• [WHAT IS BEING ASKED]: Across all the entries below, how many lines mention the string "content"? Respond with a single number.

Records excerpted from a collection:
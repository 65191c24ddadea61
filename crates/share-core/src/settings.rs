//! Settings of the administration tool itself
//!
//! Resolved in three layers: built-in defaults, then the settings file
//! (JSON or TOML, chosen by extension), then environment overrides.

use std::path::{Path, PathBuf};
use std::time::Duration;

use serde::{Deserialize, Serialize};

use crate::error::{Error, Result};

/// Settings file consulted when `CONFIG_PATH` is unset.
pub const DEFAULT_SETTINGS_PATH: &str = "/etc/share-manager/config.json";

const DEFAULT_SAMBA_CONF: &str = "/etc/samba/smb.conf";
const DEFAULT_SERVICE: &str = "smbd";
const DEFAULT_CACHE_TTL_SECS: u64 = 60;
const DEFAULT_TOOL_TIMEOUT_SECS: u64 = 120;

#[derive(Debug, Clone, PartialEq, Eq, Serialize, Deserialize)]
#[serde(default)]
pub struct Settings {
    /// Share configuration file to manage
    pub samba_conf_path: PathBuf,
    /// systemd unit reloaded after configuration changes
    pub service_name: String,
    pub cache_ttl_secs: u64,
    /// Upper bound for every external tool invocation
    pub tool_timeout_secs: u64,
    pub debug: bool,
}

impl Default for Settings {
    fn default() -> Self {
        Self {
            samba_conf_path: PathBuf::from(DEFAULT_SAMBA_CONF),
            service_name: DEFAULT_SERVICE.to_string(),
            cache_ttl_secs: DEFAULT_CACHE_TTL_SECS,
            tool_timeout_secs: DEFAULT_TOOL_TIMEOUT_SECS,
            debug: false,
        }
    }
}

impl Settings {
    /// Resolve settings from the process environment.
    pub fn load() -> Self {
        Self::load_with(|key| std::env::var(key).ok())
    }

    /// Resolve settings using `env` to look up variables.
    ///
    /// A missing settings file is not an error. An unreadable or invalid
    /// one is logged and skipped, keeping defaults. Invalid numeric
    /// overrides are logged and ignored.
    pub fn load_with<F>(env: F) -> Self
    where
        F: Fn(&str) -> Option<String>,
    {
        let path = env("CONFIG_PATH")
            .map(PathBuf::from)
            .unwrap_or_else(|| PathBuf::from(DEFAULT_SETTINGS_PATH));

        let mut settings = if path.exists() {
            match Self::from_file(&path) {
                Ok(settings) => {
                    tracing::debug!(path = %path.display(), "Loaded settings file");
                    settings
                }
                Err(e) => {
                    tracing::warn!(error = %e, "Ignoring settings file, using defaults");
                    Self::default()
                }
            }
        } else {
            tracing::debug!(path = %path.display(), "No settings file, using defaults");
            Self::default()
        };

        settings.apply_env(env);
        settings
    }

    /// Parse a settings file; the format follows the file extension.
    pub fn from_file(path: &Path) -> Result<Self> {
        let content = share_sys::io::read_text(path)?;
        let extension = path.extension().and_then(|e| e.to_str()).unwrap_or("");
        let invalid = |message: String| Error::Settings {
            path: path.to_path_buf(),
            message,
        };

        match extension.to_lowercase().as_str() {
            "json" => serde_json::from_str(&content).map_err(|e| invalid(e.to_string())),
            "toml" => toml::from_str(&content).map_err(|e| invalid(e.to_string())),
            other => Err(invalid(format!("unsupported settings format '{}'", other))),
        }
    }

    fn apply_env<F>(&mut self, env: F)
    where
        F: Fn(&str) -> Option<String>,
    {
        if let Some(path) = env("SAMBA_CONF_PATH") {
            self.samba_conf_path = PathBuf::from(path);
        }
        if let Some(name) = env("SERVICE_NAME") {
            self.service_name = name;
        }
        if let Some(secs) = env_secs(&env, "CACHE_TTL_SECS") {
            self.cache_ttl_secs = secs;
        }
        if let Some(secs) = env_secs(&env, "TOOL_TIMEOUT_SECS") {
            self.tool_timeout_secs = secs;
        }
        if let Some(debug) = env("DEBUG") {
            self.debug = matches!(debug.trim().to_ascii_lowercase().as_str(), "true" | "1" | "yes");
        }
    }

    pub fn cache_ttl(&self) -> Duration {
        Duration::from_secs(self.cache_ttl_secs)
    }

    pub fn tool_timeout(&self) -> Duration {
        Duration::from_secs(self.tool_timeout_secs)
    }
}

fn env_secs<F>(env: &F, key: &str) -> Option<u64>
where
    F: Fn(&str) -> Option<String>,
{
    let raw = env(key)?;
    match raw.trim().parse() {
        Ok(secs) => Some(secs),
        Err(_) => {
            tracing::warn!(key, value = %raw, "Ignoring non-numeric override");
            None
        }
    }
}

#[cfg(test)]
mod tests {
    use super::*;
    use std::collections::HashMap;
    use tempfile::tempdir;

    fn env_of(pairs: &[(&str, &str)]) -> impl Fn(&str) -> Option<String> {
        let map: HashMap<String, String> = pairs
            .iter()
            .map(|(k, v)| (k.to_string(), v.to_string()))
            .collect();
        move |key| map.get(key).cloned()
    }

    #[test]
    fn defaults_when_nothing_is_set() {
        let dir = tempdir().unwrap();
        let missing = dir.path().join("none.json");
        let settings = Settings::load_with(env_of(&[("CONFIG_PATH", missing.to_str().unwrap())]));
        assert_eq!(settings, Settings::default());
        assert_eq!(settings.cache_ttl(), Duration::from_secs(60));
    }

    #[test]
    fn json_file_with_partial_fields() {
        let dir = tempdir().unwrap();
        let path = dir.path().join("config.json");
        std::fs::write(&path, r#"{"samba_conf_path": "/tmp/smb.conf", "debug": true}"#).unwrap();

        let settings = Settings::load_with(env_of(&[("CONFIG_PATH", path.to_str().unwrap())]));

        assert_eq!(settings.samba_conf_path, PathBuf::from("/tmp/smb.conf"));
        assert!(settings.debug);
        assert_eq!(settings.service_name, "smbd");
    }

    #[test]
    fn toml_file_is_supported() {
        let dir = tempdir().unwrap();
        let path = dir.path().join("config.toml");
        std::fs::write(&path, "service_name = \"samba\"\ncache_ttl_secs = 5\n").unwrap();

        let settings = Settings::from_file(&path).unwrap();

        assert_eq!(settings.service_name, "samba");
        assert_eq!(settings.cache_ttl_secs, 5);
    }

    #[test]
    fn env_overrides_file() {
        let dir = tempdir().unwrap();
        let path = dir.path().join("config.json");
        std::fs::write(&path, r#"{"service_name": "samba", "tool_timeout_secs": 30}"#).unwrap();

        let settings = Settings::load_with(env_of(&[
            ("CONFIG_PATH", path.to_str().unwrap()),
            ("SERVICE_NAME", "smb"),
            ("TOOL_TIMEOUT_SECS", "not-a-number"),
            ("DEBUG", "TRUE"),
        ]));

        assert_eq!(settings.service_name, "smb");
        assert_eq!(settings.tool_timeout_secs, 30);
        assert!(settings.debug);
    }

    #[test]
    fn broken_file_falls_back_to_defaults() {
        let dir = tempdir().unwrap();
        let path = dir.path().join("config.json");
        std::fs::write(&path, "{ not json").unwrap();

        let settings = Settings::load_with(env_of(&[("CONFIG_PATH", path.to_str().unwrap())]));

        assert_eq!(settings, Settings::default());
        assert!(matches!(Settings::from_file(&path), Err(Error::Settings { .. })));
    }

    #[test]
    fn unknown_extension_is_rejected() {
        let dir = tempdir().unwrap();
        let path = dir.path().join("config.ini");
        std::fs::write(&path, "x").unwrap();
        assert!(matches!(Settings::from_file(&path), Err(Error::Settings { .. })));
    }
}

• [WRITTEN REPLY]: 3